Your goal:
If a line in the listing contains "TaskExecResult", copy it out whole.

Data records:
————————
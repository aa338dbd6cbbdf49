//! Job database collaborator.
//!
//! The dispatcher's in-memory state is authoritative for scheduling; the
//! database is an audit and recovery log written on a best-effort basis.
//! Node agents read task execution parameters from it and record task start
//! and end. [`MemoryJobDatabase`] is the in-process implementation used by the
//! binary and the tests.

use std::collections::HashMap;
use std::sync::atomic::{AtomicBool, Ordering};
use std::sync::{Mutex, MutexGuard, PoisonError};

use async_trait::async_trait;
use serde::{Deserialize, Serialize};

use crate::bus::TaskDescriptor;
use crate::error::{GridError, Result};
use crate::scheduler::job::{Job, JobId, JobInfo, JobProgress, TaskId, TaskItem};
use crate::user::UserProfile;
use crate::worker::executor::TaskExecResult;

/// Everything a node needs to start one task's process.
#[derive(Debug, Clone, PartialEq, Eq, Serialize, Deserialize)]
#[serde(rename_all = "camelCase")]
pub struct TaskExecParams {
    pub job_id: JobId,
    pub task_id: TaskId,
    pub cmd: String,
    pub stdin: Option<String>,
    pub env: Vec<(String, String)>,
}

#[async_trait]
pub trait JobDatabase: Send + Sync {
    async fn register_job(&self, job: &Job) -> Result<()>;

    /// Forget a registered job that was never queued
    async fn discard_job(&self, job_id: &JobId) -> Result<()>;

    async fn update_job_progress(&self, progress: &JobProgress) -> Result<()>;

    /// Last recorded state of a job, including ones the dispatcher no longer tracks
    async fn get_job_info(&self, job_id: &JobId) -> Result<JobInfo>;

    async fn get_task_exec_params(
        &self,
        task: &TaskDescriptor,
        node_id: &str,
        node_name: &str,
    ) -> Result<TaskExecParams>;

    async fn mark_task_start(&self, task: &TaskDescriptor, pid: u32) -> Result<()>;

    async fn mark_task_end(&self, task: &TaskDescriptor, result: &TaskExecResult) -> Result<()>;

    async fn get_user_profile(&self, user_id: &str) -> Result<UserProfile>;
}

#[derive(Debug, Clone)]
pub struct TaskRecord {
    pub item: TaskItem,
    pub node_id: Option<String>,
    pub pid: Option<u32>,
    pub result: Option<TaskExecResult>,
}

#[derive(Debug, Clone)]
pub struct JobRecord {
    pub info: JobInfo,
    pub tasks: Vec<TaskRecord>,
}

#[derive(Default)]
struct MemoryState {
    jobs: HashMap<JobId, JobRecord>,
    profiles: HashMap<String, UserProfile>,
}

/// In-memory [`JobDatabase`]. Writes can be made to fail to exercise the
/// best-effort paths.
#[derive(Default)]
pub struct MemoryJobDatabase {
    state: Mutex<MemoryState>,
    fail_writes: AtomicBool,
}

impl MemoryJobDatabase {
    pub fn new() -> Self {
        Self::default()
    }

    fn lock(&self) -> MutexGuard<'_, MemoryState> {
        self.state.lock().unwrap_or_else(PoisonError::into_inner)
    }

    fn check_writable(&self) -> Result<()> {
        if self.fail_writes.load(Ordering::SeqCst) {
            return Err(GridError::Db("database unavailable".to_string()));
        }
        Ok(())
    }

    /// Make every subsequent write fail (or succeed again)
    pub fn set_fail_writes(&self, fail: bool) {
        self.fail_writes.store(fail, Ordering::SeqCst);
    }

    pub fn add_user_profile(&self, user_id: impl Into<String>, profile: UserProfile) {
        self.lock().profiles.insert(user_id.into(), profile);
    }

    pub fn job_record(&self, job_id: &JobId) -> Option<JobRecord> {
        self.lock().jobs.get(job_id).cloned()
    }

    pub fn task_record(&self, job_id: &JobId, task_id: TaskId) -> Option<TaskRecord> {
        self.lock()
            .jobs
            .get(job_id)
            .and_then(|j| j.tasks.get(task_id as usize))
            .cloned()
    }

    fn with_task<T>(
        &self,
        task: &TaskDescriptor,
        f: impl FnOnce(&mut TaskRecord) -> T,
    ) -> Result<T> {
        let mut state = self.lock();
        let record = state
            .jobs
            .get_mut(&task.job_id)
            .and_then(|j| j.tasks.get_mut(task.task_id as usize))
            .ok_or_else(|| {
                GridError::Db(format!("no task {} in job {}", task.task_id, task.job_id))
            })?;
        Ok(f(record))
    }
}

#[async_trait]
impl JobDatabase for MemoryJobDatabase {
    async fn register_job(&self, job: &Job) -> Result<()> {
        self.check_writable()?;
        let record = JobRecord {
            info: job.info(),
            tasks: job
                .tasks
                .iter()
                .map(|t| TaskRecord {
                    item: t.item(),
                    node_id: None,
                    pid: None,
                    result: None,
                })
                .collect(),
        };
        self.lock().jobs.insert(job.job_id, record);
        Ok(())
    }

    async fn discard_job(&self, job_id: &JobId) -> Result<()> {
        self.check_writable()?;
        self.lock().jobs.remove(job_id);
        Ok(())
    }

    async fn update_job_progress(&self, progress: &JobProgress) -> Result<()> {
        self.check_writable()?;
        let mut state = self.lock();
        let record = state
            .jobs
            .get_mut(&progress.job_id)
            .ok_or_else(|| GridError::Db(format!("no job {}", progress.job_id)))?;
        record.info.status = progress.status;
        record.info.num_tasks_finished = progress.num_tasks_finished;
        record.info.success = progress.success;
        Ok(())
    }

    async fn get_job_info(&self, job_id: &JobId) -> Result<JobInfo> {
        self.lock()
            .jobs
            .get(job_id)
            .map(|record| record.info.clone())
            .ok_or(GridError::JobNotFound(*job_id))
    }

    async fn get_task_exec_params(
        &self,
        task: &TaskDescriptor,
        node_id: &str,
        node_name: &str,
    ) -> Result<TaskExecParams> {
        let item = self.with_task(task, |record| {
            record.node_id = Some(node_id.to_string());
            record.item.clone()
        })?;
        Ok(TaskExecParams {
            job_id: task.job_id,
            task_id: task.task_id,
            cmd: item.cmd,
            stdin: item.stdin,
            env: vec![
                ("GRID_JOB_ID".to_string(), task.job_id.to_string()),
                ("GRID_TASK_ID".to_string(), task.task_id.to_string()),
                ("GRID_NODE_ID".to_string(), node_id.to_string()),
                ("GRID_NODE_NAME".to_string(), node_name.to_string()),
            ],
        })
    }

    async fn mark_task_start(&self, task: &TaskDescriptor, pid: u32) -> Result<()> {
        self.check_writable()?;
        self.with_task(task, |record| record.pid = Some(pid))
    }

    async fn mark_task_end(&self, task: &TaskDescriptor, result: &TaskExecResult) -> Result<()> {
        self.check_writable()?;
        self.with_task(task, |record| record.result = Some(result.clone()))
    }

    async fn get_user_profile(&self, user_id: &str) -> Result<UserProfile> {
        self.lock()
            .profiles
            .get(user_id)
            .cloned()
            .ok_or_else(|| GridError::NotAuthorized(format!("no profile for user {}", user_id)))
    }
}
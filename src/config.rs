use std::path::Path;
use std::time::Duration;

use serde::Deserialize;

use crate::error::{GridError, Result};

/// Dispatcher tuning knobs.
#[derive(Debug, Clone, Deserialize)]
#[serde(default)]
pub struct DispatcherConfig {
    /// Delay between kill-job status polls
    pub kill_poll_interval_ms: u64,
    /// Polls after which a kill is reported as timed out
    pub kill_max_polls: u32,
    /// When set, tasks stranded on a disconnected node are requeued after this delay.
    /// When unset they stay ASSIGNED until a late completion or a kill resolves them.
    pub orphan_requeue_grace_ms: Option<u64>,
    /// Buffer size of the dispatcher event channel
    pub event_capacity: usize,
    /// How long finished jobs stay in memory. Afterwards only the job
    /// database knows about them. Unset keeps them forever.
    pub finished_job_retention_ms: Option<u64>,
}

impl Default for DispatcherConfig {
    fn default() -> Self {
        Self {
            kill_poll_interval_ms: 1000,
            kill_max_polls: 30,
            orphan_requeue_grace_ms: None,
            event_capacity: 1024,
            finished_job_retention_ms: Some(3_600_000),
        }
    }
}

impl DispatcherConfig {
    pub fn kill_poll_interval(&self) -> Duration {
        Duration::from_millis(self.kill_poll_interval_ms)
    }

    pub fn orphan_requeue_grace(&self) -> Option<Duration> {
        self.orphan_requeue_grace_ms.map(Duration::from_millis)
    }

    pub fn finished_job_retention(&self) -> Option<Duration> {
        self.finished_job_retention_ms.map(Duration::from_millis)
    }

    pub fn with_finished_job_retention(mut self, retention_ms: Option<u64>) -> Self {
        self.finished_job_retention_ms = retention_ms;
        self
    }

    pub fn with_kill_polling(mut self, interval_ms: u64, max_polls: u32) -> Self {
        self.kill_poll_interval_ms = interval_ms;
        self.kill_max_polls = max_polls;
        self
    }

    pub fn with_orphan_requeue(mut self, grace_ms: u64) -> Self {
        self.orphan_requeue_grace_ms = Some(grace_ms);
        self
    }
}

/// Configuration of a worker machine's node agent.
#[derive(Debug, Clone, Deserialize)]
#[serde(default)]
pub struct NodeAgentConfig {
    /// Explicit CPU count to advertise. Overrides `reserved_cpus`.
    pub num_cpus: Option<usize>,
    /// CPUs held back from the grid when `num_cpus` is not set
    pub reserved_cpus: usize,
    /// Name reported in `node-ready`
    pub node_name: Option<String>,
    pub reconnect_interval_ms: u64,
    /// Upper bound of the random delay added to each reconnect attempt
    pub reconnect_jitter_ms: u64,
}

impl Default for NodeAgentConfig {
    fn default() -> Self {
        Self {
            num_cpus: None,
            reserved_cpus: 2,
            node_name: None,
            reconnect_interval_ms: 10_000,
            reconnect_jitter_ms: 500,
        }
    }
}

impl NodeAgentConfig {
    pub fn new(num_cpus: usize, node_name: impl Into<String>) -> Self {
        Self {
            num_cpus: Some(num_cpus),
            node_name: Some(node_name.into()),
            ..Default::default()
        }
    }

    /// CPUs this node offers to the grid. Never less than one.
    pub fn effective_cpus(&self) -> usize {
        let cpus = match self.num_cpus {
            Some(n) => n,
            None => std::thread::available_parallelism()
                .map(|n| n.get())
                .unwrap_or(1)
                .saturating_sub(self.reserved_cpus),
        };
        cpus.max(1)
    }

    pub fn effective_name(&self) -> String {
        self.node_name
            .clone()
            .or_else(|| std::env::var("HOSTNAME").ok())
            .unwrap_or_else(|| "{?}".to_string())
    }

    pub fn with_reconnect_interval(mut self, interval_ms: u64) -> Self {
        self.reconnect_interval_ms = interval_ms;
        self.reconnect_jitter_ms = 0;
        self
    }
}

/// Client notification settings.
#[derive(Debug, Clone, Deserialize)]
#[serde(default)]
pub struct FanoutConfig {
    /// Delay between coalesced queue/usage broadcasts
    pub coalesce_interval_ms: u64,
}

impl Default for FanoutConfig {
    fn default() -> Self {
        Self {
            coalesce_interval_ms: 3000,
        }
    }
}

impl FanoutConfig {
    pub fn coalesce_interval(&self) -> Duration {
        Duration::from_millis(self.coalesce_interval_ms)
    }
}

#[derive(Debug, Clone, Default, Deserialize)]
#[serde(default)]
pub struct GridConfig {
    pub dispatcher: DispatcherConfig,
    pub node: NodeAgentConfig,
    pub fanout: FanoutConfig,
}

impl GridConfig {
    pub fn from_json(json: &str) -> Result<Self> {
        serde_json::from_str(json).map_err(|e| GridError::Config(e.to_string()))
    }

    pub fn from_file(path: impl AsRef<Path>) -> Result<Self> {
        let path = path.as_ref();
        let json = std::fs::read_to_string(path)?;
        Self::from_json(&json)
            .map_err(|e| GridError::Config(format!("{}: {}", path.display(), e)))
    }
}

#[cfg(test)]
mod tests {
    use super::*;

    #[test]
    fn dispatcher_config_default() {
        let cfg = DispatcherConfig::default();
        assert_eq!(cfg.kill_poll_interval(), Duration::from_secs(1));
        assert_eq!(cfg.kill_max_polls, 30);
        assert!(cfg.orphan_requeue_grace().is_none());
        assert_eq!(cfg.finished_job_retention(), Some(Duration::from_secs(3600)));
    }

    #[test]
    fn dispatcher_config_retention_from_json() {
        let cfg = GridConfig::from_json(r#"{"dispatcher": {"finished_job_retention_ms": null}}"#)
            .unwrap();
        assert!(cfg.dispatcher.finished_job_retention().is_none());

        let cfg = GridConfig::from_json(r#"{"dispatcher": {"finished_job_retention_ms": 500}}"#)
            .unwrap();
        assert_eq!(
            cfg.dispatcher.finished_job_retention(),
            Some(Duration::from_millis(500))
        );
    }

    #[test]
    fn dispatcher_config_builders() {
        let cfg = DispatcherConfig::default()
            .with_kill_polling(10, 3)
            .with_orphan_requeue(250);
        assert_eq!(cfg.kill_poll_interval(), Duration::from_millis(10));
        assert_eq!(cfg.kill_max_polls, 3);
        assert_eq!(cfg.orphan_requeue_grace(), Some(Duration::from_millis(250)));
    }

    #[test]
    fn node_agent_explicit_cpus() {
        let cfg = NodeAgentConfig::new(4, "worker-a");
        assert_eq!(cfg.effective_cpus(), 4);
        assert_eq!(cfg.effective_name(), "worker-a");
    }

    #[test]
    fn node_agent_cpus_never_zero() {
        let cfg = NodeAgentConfig {
            num_cpus: Some(0),
            ..Default::default()
        };
        assert_eq!(cfg.effective_cpus(), 1);

        let cfg = NodeAgentConfig {
            num_cpus: None,
            reserved_cpus: usize::MAX,
            ..Default::default()
        };
        assert_eq!(cfg.effective_cpus(), 1);
    }

    #[test]
    fn grid_config_partial_json() {
        let cfg = GridConfig::from_json(
            r#"{"dispatcher": {"kill_max_polls": 5}, "node": {"num_cpus": 8}}"#,
        )
        .unwrap();
        assert_eq!(cfg.dispatcher.kill_max_polls, 5);
        assert_eq!(cfg.dispatcher.kill_poll_interval_ms, 1000);
        assert_eq!(cfg.node.num_cpus, Some(8));
        assert_eq!(cfg.fanout.coalesce_interval_ms, 3000);
    }

    #[test]
    fn grid_config_rejects_bad_json() {
        let err = GridConfig::from_json("{not json").unwrap_err();
        assert!(matches!(err, GridError::Config(_)));
    }
}
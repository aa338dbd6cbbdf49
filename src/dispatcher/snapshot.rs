use serde::{Deserialize, Serialize};

use crate::scheduler::{NodeItem, QueueJson};

/// Admin flags gating intake and assignment.
#[derive(Debug, Clone, Copy, PartialEq, Eq, Serialize, Deserialize)]
#[serde(rename_all = "camelCase")]
pub struct DispControl {
    pub dispatch_enabled: bool,
    pub queue_closed: bool,
}

impl Default for DispControl {
    fn default() -> Self {
        Self {
            dispatch_enabled: true,
            queue_closed: false,
        }
    }
}

/// Point-in-time view for polling clients.
#[derive(Debug, Clone, PartialEq, Eq, Serialize, Deserialize)]
#[serde(rename_all = "camelCase")]
pub struct DispatcherJson {
    pub nodes: Vec<NodeItem>,
    pub queue: QueueJson,
    pub disp_control: DispControl,
}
————————
Exercise response:
use crate::worker::executor::TaskExecResult;
    async fn mark_task_end(&self, task: &TaskDescriptor, result: &TaskExecResult) -> Result<()>;
    pub result: Option<TaskExecResult>,
    async fn mark_task_end(&self, task: &TaskDescriptor, result: &TaskExecResult) -> Result<()> {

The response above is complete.